> Supplied data

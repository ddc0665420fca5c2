//! The cluster consensus and replication core: a priority-elected state
//! machine that maintains a single totally-ordered commit log replicated
//! across peers, synchronizes lagging nodes, and drives distributed write
//! transactions with configurable consistency.

mod escalation;
mod message;
mod node;
mod peer;
mod replication;
mod state;
mod sync;

pub use message::{Effect, LogCommit, Message, PeerId, Stamp, TransactionId, Vote};
pub use node::{
    Clock, Node, Options, PeerStatus, SendTracker, Status, WallClock, DEFAULT_RECV_TIMEOUT,
    STANDDOWN_TIMEOUT, STANDUP_TIMEOUT, SYNCHRONIZING_RECV_TIMEOUT, TIMEOUT_JITTER,
};
pub use peer::{Peer, PeerConfig, PeerRegistry};
pub use state::{CommitState, Consistency, State};
pub use sync::SYNC_BATCH;
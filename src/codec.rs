//! The peer wire format: headered, length-framed messages with a method
//! line, a free-form header bag with case-insensitive keys, and an opaque
//! payload. The transport delivers one complete frame at a time; frames can
//! also be embedded back-to-back inside another frame's payload (e.g. the
//! COMMIT sequence inside a SYNCHRONIZE_RESPONSE).
//!
//! Encoding is a simple text format:
//!
//! ```text
//! METHOD\r\n
//! Key: value\r\n
//! Content-Length: N\r\n
//! \r\n
//! <N payload bytes>
//! ```
//!
//! Content-Length is owned by the codec: it is appended on encode and
//! stripped on decode, so the header bag round-trips unchanged.

use crate::error::{Error, Result};

const CRLF: &str = "\r\n";
const CONTENT_LENGTH: &str = "Content-Length";

/// A free-form header bag. Keys are compared case-insensitively, but the
/// original casing and insertion order are preserved for round-tripping.
#[derive(Clone, Debug, Default, PartialEq, Eq)]
pub struct Headers {
    entries: Vec<(String, String)>,
}

impl Headers {
    /// Creates an empty header bag.
    pub fn new() -> Self {
        Self::default()
    }

    /// Fetches a header value by case-insensitive key.
    pub fn get(&self, key: &str) -> Option<&str> {
        self.entries.iter().find(|(k, _)| k.eq_ignore_ascii_case(key)).map(|(_, v)| v.as_str())
    }

    /// Returns true if the header is present, case-insensitively.
    pub fn contains(&self, key: &str) -> bool {
        self.get(key).is_some()
    }

    /// Sets a header, replacing any existing value under a
    /// case-insensitively equal key.
    pub fn set(&mut self, key: impl Into<String>, value: impl Into<String>) {
        let key = key.into();
        let value = value.into();
        if let Some(entry) = self.entries.iter_mut().find(|(k, _)| k.eq_ignore_ascii_case(&key)) {
            entry.1 = value;
        } else {
            self.entries.push((key, value));
        }
    }

    /// Removes a header by case-insensitive key, returning its value.
    pub fn remove(&mut self, key: &str) -> Option<String> {
        let index = self.entries.iter().position(|(k, _)| k.eq_ignore_ascii_case(key))?;
        Some(self.entries.remove(index).1)
    }

    /// Iterates over the entries in insertion order.
    pub fn iter(&self) -> impl Iterator<Item = (&str, &str)> {
        self.entries.iter().map(|(k, v)| (k.as_str(), v.as_str()))
    }
}

/// A single wire frame: method line, header bag, payload.
#[derive(Clone, Debug, Default, PartialEq, Eq)]
pub struct Frame {
    pub method: String,
    pub headers: Headers,
    pub payload: Vec<u8>,
}

impl Frame {
    /// Creates an empty frame with the given method line.
    pub fn new(method: impl Into<String>) -> Self {
        Self { method: method.into(), headers: Headers::new(), payload: Vec::new() }
    }

    /// Fetches a required header, or errors with the standard missing-header
    /// protocol fault.
    pub fn require(&self, key: &str) -> Result<&str> {
        self.headers.get(key).ok_or_else(|| Error::Protocol(format!("missing {key}")))
    }

    /// Fetches a required header parsed as u64.
    pub fn require_u64(&self, key: &str) -> Result<u64> {
        self.require(key)?
            .parse()
            .map_err(|_| Error::Protocol(format!("malformed {key}")))
    }

    /// Fetches a required header parsed as i64.
    pub fn require_i64(&self, key: &str) -> Result<i64> {
        self.require(key)?
            .parse()
            .map_err(|_| Error::Protocol(format!("malformed {key}")))
    }

    /// Returns the payload as UTF-8 text.
    pub fn text(&self) -> Result<String> {
        Ok(String::from_utf8(self.payload.clone())?)
    }

    /// Encodes the frame into bytes, appending a Content-Length header.
    pub fn encode(&self) -> Vec<u8> {
        let mut out = String::new();
        out.push_str(&self.method);
        out.push_str(CRLF);
        for (key, value) in self.headers.iter() {
            if key.eq_ignore_ascii_case(CONTENT_LENGTH) {
                continue;
            }
            out.push_str(key);
            out.push_str(": ");
            out.push_str(value);
            out.push_str(CRLF);
        }
        out.push_str(CONTENT_LENGTH);
        out.push_str(": ");
        out.push_str(&self.payload.len().to_string());
        out.push_str(CRLF);
        out.push_str(CRLF);
        let mut bytes = out.into_bytes();
        bytes.extend_from_slice(&self.payload);
        bytes
    }

    /// Decodes one frame from the front of the buffer, returning the frame
    /// and the number of bytes consumed. Errors if the buffer doesn't hold a
    /// complete, well-formed frame.
    pub fn decode(bytes: &[u8]) -> Result<(Frame, usize)> {
        let mut pos = 0;
        let method = read_line(bytes, &mut pos)?;
        if method.is_empty() {
            return Err(Error::Protocol("empty method line".into()));
        }
        let mut headers = Headers::new();
        let mut content_length = 0;
        loop {
            let line = read_line(bytes, &mut pos)?;
            if line.is_empty() {
                break;
            }
            let (key, value) = line
                .split_once(':')
                .ok_or_else(|| Error::Protocol(format!("malformed header line: {line}")))?;
            let (key, value) = (key.trim(), value.trim());
            if key.eq_ignore_ascii_case(CONTENT_LENGTH) {
                content_length = value
                    .parse()
                    .map_err(|_| Error::Protocol("malformed Content-Length".into()))?;
            } else {
                headers.set(key, value);
            }
        }
        if bytes.len() < pos + content_length {
            return Err(Error::Protocol("truncated payload".into()));
        }
        let payload = bytes[pos..pos + content_length].to_vec();
        Ok((Frame { method: method.to_string(), headers, payload }, pos + content_length))
    }

    /// Decodes a sequence of back-to-back embedded frames, consuming the
    /// entire buffer.
    pub fn decode_all(mut bytes: &[u8]) -> Result<Vec<Frame>> {
        let mut frames = Vec::new();
        while !bytes.is_empty() {
            let (frame, consumed) = Frame::decode(bytes)?;
            frames.push(frame);
            bytes = &bytes[consumed..];
        }
        Ok(frames)
    }
}

/// Reads a CRLF- or LF-terminated line starting at pos, advancing pos past
/// the terminator. The line itself must be valid UTF-8.
fn read_line<'a>(bytes: &'a [u8], pos: &mut usize) -> Result<&'a str> {
    let rest = &bytes[*pos..];
    let end = rest
        .iter()
        .position(|&b| b == b'\n')
        .ok_or_else(|| Error::Protocol("unterminated header line".into()))?;
    let mut line = &rest[..end];
    if line.last() == Some(&b'\r') {
        line = &line[..line.len() - 1];
    }
    *pos += end + 1;
    std::str::from_utf8(line).map_err(|_| Error::Protocol("non-UTF-8 header line".into()))
}

#[cfg(test)]
mod tests {
    use super::*;
    use pretty_assertions::assert_eq;

    fn frame() -> Frame {
        let mut frame = Frame::new("BEGIN_TRANSACTION");
        frame.headers.set("NewCount", "7");
        frame.headers.set("NewHash", "CAFE");
        frame.payload = b"UPDATE t SET x = 1".to_vec();
        frame
    }

    #[test]
    fn roundtrip() {
        let original = frame();
        let (decoded, consumed) = Frame::decode(&original.encode()).unwrap();
        assert_eq!(decoded, original);
        assert_eq!(consumed, original.encode().len());
    }

    #[test]
    fn roundtrip_empty_payload() {
        let mut original = Frame::new("SYNCHRONIZE");
        original.headers.set("CommitCount", "0");
        let (decoded, _) = Frame::decode(&original.encode()).unwrap();
        assert_eq!(decoded, original);
    }

    #[test]
    fn case_insensitive_headers() {
        let frame = frame();
        assert_eq!(frame.headers.get("newcount"), Some("7"));
        assert_eq!(frame.headers.get("NEWHASH"), Some("CAFE"));
        assert_eq!(frame.headers.get("missing"), None);

        let mut headers = Headers::new();
        headers.set("Hash", "AA");
        headers.set("HASH", "BB");
        assert_eq!(headers.get("hash"), Some("BB"));
        assert_eq!(headers.iter().count(), 1);
    }

    #[test]
    fn embedded_sequence() {
        let mut buffer = Vec::new();
        let mut frames = Vec::new();
        for i in 1..=3 {
            let mut frame = Frame::new("COMMIT");
            frame.headers.set("CommitIndex", i.to_string());
            frame.headers.set("Hash", format!("H{i}"));
            frame.payload = format!("INSERT {i}").into_bytes();
            buffer.extend_from_slice(&frame.encode());
            frames.push(frame);
        }
        assert_eq!(Frame::decode_all(&buffer).unwrap(), frames);
    }

    #[test]
    fn binary_payload() {
        let mut original = Frame::new("ESCALATE");
        original.headers.set("ID", "cmd1");
        original.payload = vec![0x00, 0xff, 0x80, b'\n', b'\r'];
        let (decoded, _) = Frame::decode(&original.encode()).unwrap();
        assert_eq!(decoded, original);
    }

    #[test]
    fn malformed_input() {
        assert!(Frame::decode(b"").is_err());
        assert!(Frame::decode(b"\r\n\r\n").is_err());
        assert!(Frame::decode(b"STATE\r\nbroken header\r\n\r\n").is_err());
        assert!(Frame::decode(b"STATE\r\nContent-Length: 10\r\n\r\nshort").is_err());
        assert!(Frame::decode(b"STATE\r\nContent-Length: zzz\r\n\r\n").is_err());
    }

    #[test]
    fn required_headers() {
        let frame = frame();
        assert_eq!(frame.require_u64("NewCount").unwrap(), 7);
        assert_eq!(
            frame.require("CommitCount"),
            Err(Error::Protocol("missing CommitCount".into()))
        );
        assert_eq!(
            Frame { headers: { let mut h = Headers::new(); h.set("NewCount", "x"); h }, ..frame }
                .require_u64("NewCount"),
            Err(Error::Protocol("malformed NewCount".into()))
        );
    }
}
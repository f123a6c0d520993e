//! Section detector: partitions a page into ordered logical sections
//!
//! Three tiers, tried in order, first tier producing at least one
//! non-empty section wins:
//!   1. semantic landmarks (tags + ARIA role landmarks)
//!   2. heading-hierarchy grouping (h1–h3)
//!   3. full-page fallback over `<body>`, always kept even when empty
//!
//! The tiers are an explicit ordered list of functions so the priority
//! order stays auditable in isolation.

use std::collections::HashSet;
use std::hash::{DefaultHasher, Hash, Hasher};

use scraper::node::Element;
use scraper::{ElementRef, Html};

use crate::ScrapeConfig;
use crate::dom::{PageDom, sel};
use crate::extract::extract;
use crate::model::{Section, SectionKind};
use crate::utils::truncate;

const LANDMARK_TAGS: [&str; 7] = [
    "header", "nav", "main", "article", "section", "aside", "footer",
];

const LANDMARK_ROLES: [&str; 6] = [
    "banner",
    "navigation",
    "main",
    "complementary",
    "contentinfo",
    "region",
];

const MAX_LABEL_LEN: usize = 100;
const DEDUP_PREFIX_CHARS: usize = 300;

type Tier = fn(&PageDom, &ScrapeConfig) -> Option<Vec<Section>>;

/// Detect sections. Never fails: when tiers 1–2 both come up empty the
/// full-page fallback section is returned, even if it is itself empty.
pub fn detect(dom: &PageDom, cfg: &ScrapeConfig) -> Vec<Section> {
    let tiers: [Tier; 2] = [tier_landmarks, tier_heading_groups];
    for tier in tiers {
        if let Some(sections) = tier(dom, cfg) {
            if !sections.is_empty() {
                return sections;
            }
        }
    }
    vec![tier_fallback(dom, cfg)]
}

fn is_landmark(el: &Element) -> bool {
    LANDMARK_TAGS.contains(&el.name())
        || el
            .attr("role")
            .is_some_and(|r| LANDMARK_ROLES.contains(&r.to_ascii_lowercase().as_str()))
}

/// One prospective section before extraction and filtering.
struct Candidate {
    kind: SectionKind,
    /// Serialized subtree handed to the content extractor.
    html: String,
    /// Serialized subtree kept as the section's raw markup.
    raw: String,
    /// Label to use when the content has no heading.
    hint: Option<String>,
    default_label: String,
}

/// Tier 1: semantic landmarks in document order. A landmark nested inside
/// another landmark still becomes its own section, but its subtree is
/// pruned out of the ancestor's extraction so content is never counted
/// twice.
fn tier_landmarks(dom: &PageDom, cfg: &ScrapeConfig) -> Option<Vec<Section>> {
    let mut candidates = Vec::new();
    for node in dom.document().root_element().descendants() {
        let Some(el) = ElementRef::wrap(node) else {
            continue;
        };
        if !is_landmark(el.value()) {
            continue;
        }
        let raw = el.html();
        candidates.push(Candidate {
            kind: SectionKind::Landmark,
            html: prune_nested_landmarks(&raw),
            raw,
            hint: el.value().attr("aria-label").map(str::to_string),
            default_label: el.value().name().to_ascii_uppercase(),
        });
    }
    if candidates.is_empty() {
        return None;
    }
    Some(assemble(candidates, dom, cfg))
}

/// Remove descendant landmarks from a serialized landmark subtree. The
/// first landmark in pre-order is the subtree root itself and is kept.
fn prune_nested_landmarks(subtree_html: &str) -> String {
    let mut frag = Html::parse_fragment(subtree_html);
    let mut root_seen = false;
    let doomed: Vec<_> = frag
        .tree
        .root()
        .descendants()
        .filter_map(|node| {
            let el = ElementRef::wrap(node)?;
            if !is_landmark(el.value()) {
                return None;
            }
            if !root_seen {
                root_seen = true;
                return None;
            }
            Some(node.id())
        })
        .collect();
    for id in doomed {
        if let Some(mut node) = frag.tree.get_mut(id) {
            node.detach();
        }
    }
    frag.root_element().inner_html()
}

fn heading_level(tag: &str) -> Option<u8> {
    match tag {
        "h1" => Some(1),
        "h2" => Some(2),
        "h3" => Some(3),
        _ => None,
    }
}

/// Does this subtree start or contain a heading of equal-or-higher level?
/// Such a sibling ends the current group.
fn contains_boundary_heading(el: ElementRef, level: u8) -> bool {
    el.descendants()
        .filter_map(ElementRef::wrap)
        .any(|d| heading_level(d.value().name()).is_some_and(|l| l <= level))
}

/// Collect the markup of one heading group: the heading itself plus every
/// following node, in document order, up to the next heading of
/// equal-or-higher level or the end of the document. When a heading's own
/// siblings run out the walk climbs to the parent's siblings, so a group
/// is not cut short by a wrapping container.
fn heading_group_html(el: ElementRef, level: u8) -> String {
    let mut html = el.html();
    let mut cursor = *el;
    'group: loop {
        for sibling in cursor.next_siblings() {
            if let Some(sib_el) = ElementRef::wrap(sibling) {
                if contains_boundary_heading(sib_el, level) {
                    break 'group;
                }
                html.push_str(&sib_el.html());
            } else if let Some(text) = sibling.value().as_text() {
                html.push_str(text);
            }
        }
        let Some(parent) = cursor.parent() else {
            break;
        };
        let Some(parent_el) = ElementRef::wrap(parent) else {
            break;
        };
        if matches!(parent_el.value().name(), "body" | "html") {
            break;
        }
        cursor = parent;
    }
    html
}

/// Tier 2: group content under h1–h3 headings. Each section spans from
/// its heading up to (excluding) the next heading of equal-or-higher
/// level, or the end of the document.
fn tier_heading_groups(dom: &PageDom, cfg: &ScrapeConfig) -> Option<Vec<Section>> {
    let headings: Vec<(ElementRef, u8)> = dom
        .document()
        .root_element()
        .descendants()
        .filter_map(|node| {
            let el = ElementRef::wrap(node)?;
            heading_level(el.value().name()).map(|level| (el, level))
        })
        .collect();
    if headings.is_empty() {
        return None;
    }

    let mut candidates = Vec::new();
    for (el, level) in headings {
        let html = heading_group_html(el, level);
        let label = crate::utils::sanitize_text(&el.text().collect::<Vec<_>>().join(" "));
        candidates.push(Candidate {
            kind: SectionKind::HeadingGroup,
            raw: html.clone(),
            html,
            hint: Some(label),
            default_label: el.value().name().to_ascii_uppercase(),
        });
    }
    Some(assemble(candidates, dom, cfg))
}

/// Tier 3: a single section wrapping the whole body. Kept even when empty
/// so callers get an explicit empty result rather than a missing one.
fn tier_fallback(dom: &PageDom, cfg: &ScrapeConfig) -> Section {
    let body_html = dom
        .document()
        .select(&sel("body"))
        .next()
        .map(|body| body.html())
        .unwrap_or_default();
    let content = extract(&body_html, dom.base_url(), cfg);
    Section {
        id: 0,
        kind: SectionKind::Fallback,
        label: "Page Content".to_string(),
        content,
        raw_html: truncate(&body_html, cfg.max_raw_html_len),
    }
}

fn text_signature(text: &str) -> u64 {
    let prefix: String = text.chars().take(DEDUP_PREFIX_CHARS).collect();
    let mut hasher = DefaultHasher::new();
    prefix.hash(&mut hasher);
    hasher.finish()
}

/// Extract candidates, drop the empty ones, suppress near-duplicates by
/// text-prefix signature, and assign contiguous ids in document order.
fn assemble(candidates: Vec<Candidate>, dom: &PageDom, cfg: &ScrapeConfig) -> Vec<Section> {
    let mut sections = Vec::new();
    let mut seen = HashSet::new();
    for candidate in candidates {
        let content = extract(&candidate.html, dom.base_url(), cfg);
        if content.is_empty() {
            continue;
        }
        if !seen.insert(text_signature(&content.text)) {
            continue;
        }
        let label = content
            .headings
            .first()
            .cloned()
            .or(candidate.hint)
            .filter(|l| !l.is_empty())
            .unwrap_or(candidate.default_label);
        sections.push(Section {
            id: sections.len(),
            kind: candidate.kind,
            label: truncate(&label, MAX_LABEL_LEN),
            content,
            raw_html: truncate(&candidate.raw, cfg.max_raw_html_len),
        });
    }
    sections
}

#[cfg(test)]
mod tests {
    use super::*;
    use url::Url;

    fn page(html: &str) -> PageDom {
        PageDom::parse(
            html,
            Url::parse("https://example.com/").unwrap(),
            &ScrapeConfig::default(),
        )
    }

    fn cfg() -> ScrapeConfig {
        ScrapeConfig::default()
    }

    #[test]
    fn landmark_tier_wins_in_document_order() {
        let dom = page(
            "<body>\
             <header><h1>Site</h1></header>\
             <main><p>main body</p></main>\
             <footer><p>fine print</p></footer>\
             </body>",
        );
        let sections = detect(&dom, &cfg());
        assert_eq!(sections.len(), 3);
        assert!(sections.iter().all(|s| s.kind == SectionKind::Landmark));
        assert_eq!(sections[0].label, "Site");
        assert_eq!(sections[1].content.text, "main body");
        let ids: Vec<usize> = sections.iter().map(|s| s.id).collect();
        assert_eq!(ids, vec![0, 1, 2]);
    }

    #[test]
    fn role_attribute_counts_as_landmark() {
        let dom = page(r#"<body><div role="main"><p>routed content</p></div></body>"#);
        let sections = detect(&dom, &cfg());
        assert_eq!(sections.len(), 1);
        assert_eq!(sections[0].kind, SectionKind::Landmark);
        assert_eq!(sections[0].content.text, "routed content");
    }

    #[test]
    fn nested_landmarks_are_disjoint() {
        let dom = page(
            r#"<body><main><p>outer text</p>
                 <a href="/outer">outer</a>
                 <section><a href="/inner">inner</a><p>inner text</p></section>
               </main></body>"#,
        );
        let sections = detect(&dom, &cfg());
        assert_eq!(sections.len(), 2);

        let outer = &sections[0];
        let inner = &sections[1];
        assert!(outer.content.text.contains("outer text"));
        assert!(!outer.content.text.contains("inner text"));
        assert!(inner.content.text.contains("inner text"));

        let outer_hrefs: Vec<&str> = outer.content.links.iter().map(|l| l.href.as_str()).collect();
        let inner_hrefs: Vec<&str> = inner.content.links.iter().map(|l| l.href.as_str()).collect();
        assert_eq!(outer_hrefs, vec!["https://example.com/outer"]);
        assert_eq!(inner_hrefs, vec!["https://example.com/inner"]);
    }

    #[test]
    fn heading_tier_spans_to_equal_or_higher_heading() {
        let dom = page(
            "<body>\
             <h2>Alpha</h2><p>alpha body</p><h3>Alpha sub</h3><p>sub body</p>\
             <h2>Beta</h2><p>beta body</p>\
             </body>",
        );
        let sections = detect(&dom, &cfg());
        assert!(sections.iter().all(|s| s.kind == SectionKind::HeadingGroup));
        assert_eq!(sections[0].label, "Alpha");
        assert!(sections[0].content.text.contains("alpha body"));
        assert!(sections[0].content.text.contains("sub body"));
        assert!(!sections[0].content.text.contains("beta body"));

        let beta = sections.iter().find(|s| s.label == "Beta").unwrap();
        assert!(beta.content.text.contains("beta body"));
        assert!(!beta.content.text.contains("alpha body"));
    }

    #[test]
    fn heading_group_extends_past_its_wrapping_container() {
        let dom = page(
            "<body>\
             <div><h2>Alpha</h2><p>alpha body</p></div>\
             <p>trailing note</p>\
             <div><h2>Beta</h2><p>beta body</p></div>\
             </body>",
        );
        let sections = detect(&dom, &cfg());
        let alpha = sections.iter().find(|s| s.label == "Alpha").unwrap();
        assert!(alpha.content.text.contains("alpha body"));
        assert!(alpha.content.text.contains("trailing note"));
        assert!(!alpha.content.text.contains("beta body"));

        let beta = sections.iter().find(|s| s.label == "Beta").unwrap();
        assert!(beta.content.text.contains("beta body"));
        assert!(!beta.content.text.contains("trailing note"));
    }

    #[test]
    fn fallback_tier_wraps_full_body() {
        let dom = page("<body><div><p>just a div soup page</p></div></body>");
        let sections = detect(&dom, &cfg());
        assert_eq!(sections.len(), 1);
        assert_eq!(sections[0].kind, SectionKind::Fallback);
        assert_eq!(sections[0].label, "Page Content");
        assert_eq!(sections[0].content.text, "just a div soup page");
    }

    #[test]
    fn fallback_is_kept_even_when_empty() {
        let dom = page("<body></body>");
        let sections = detect(&dom, &cfg());
        assert_eq!(sections.len(), 1);
        assert_eq!(sections[0].kind, SectionKind::Fallback);
        assert!(sections[0].content.is_empty());
    }

    #[test]
    fn empty_landmarks_are_dropped() {
        let dom = page("<body><nav></nav><main><p>content</p></main></body>");
        let sections = detect(&dom, &cfg());
        assert_eq!(sections.len(), 1);
        assert_eq!(sections[0].content.text, "content");
    }

    #[test]
    fn duplicate_sections_are_suppressed() {
        let dom = page(
            "<body><section><p>same words here</p></section>\
             <section><p>same words here</p></section></body>",
        );
        let sections = detect(&dom, &cfg());
        assert_eq!(sections.len(), 1);
    }

    #[test]
    fn raw_html_is_truncated_to_limit() {
        let mut cfg = cfg();
        cfg.max_raw_html_len = 40;
        let dom = page("<body><main><p>some content that is long enough</p></main></body>");
        let sections = detect(&dom, &cfg);
        assert!(sections[0].raw_html.len() > 40);
        assert!(sections[0].raw_html.ends_with("..."));
    }
}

> Work request
Starting from the top of the records and ending at the line that contains "time; frames can", repeat each line exactly and return only those lines.

> Answer space
repository ddc0665420fca5c2
//! The cluster consensus and replication core: a priority-elected state
//! machine that maintains a single totally-ordered commit log replicated
//! across peers, synchronizes lagging nodes, and drives distributed write
//! transactions with configurable consistency.

mod escalation;
mod message;
mod node;
mod peer;
mod replication;
mod state;
mod sync;

pub use message::{Effect, LogCommit, Message, PeerId, Stamp, TransactionId, Vote};
pub use node::{
    Clock, Node, Options, PeerStatus, SendTracker, Status, WallClock, DEFAULT_RECV_TIMEOUT,
    STANDDOWN_TIMEOUT, STANDUP_TIMEOUT, SYNCHRONIZING_RECV_TIMEOUT, TIMEOUT_JITTER,
};
pub use peer::{Peer, PeerConfig, PeerRegistry};
pub use state::{CommitState, Consistency, State};
pub use sync::SYNC_BATCH;
filename src/codec.rs
//! The peer wire format: headered, length-framed messages with a method
//! line, a free-form header bag with case-insensitive keys, and an opaque
//! payload. The transport delivers one complete frame at a time; frames can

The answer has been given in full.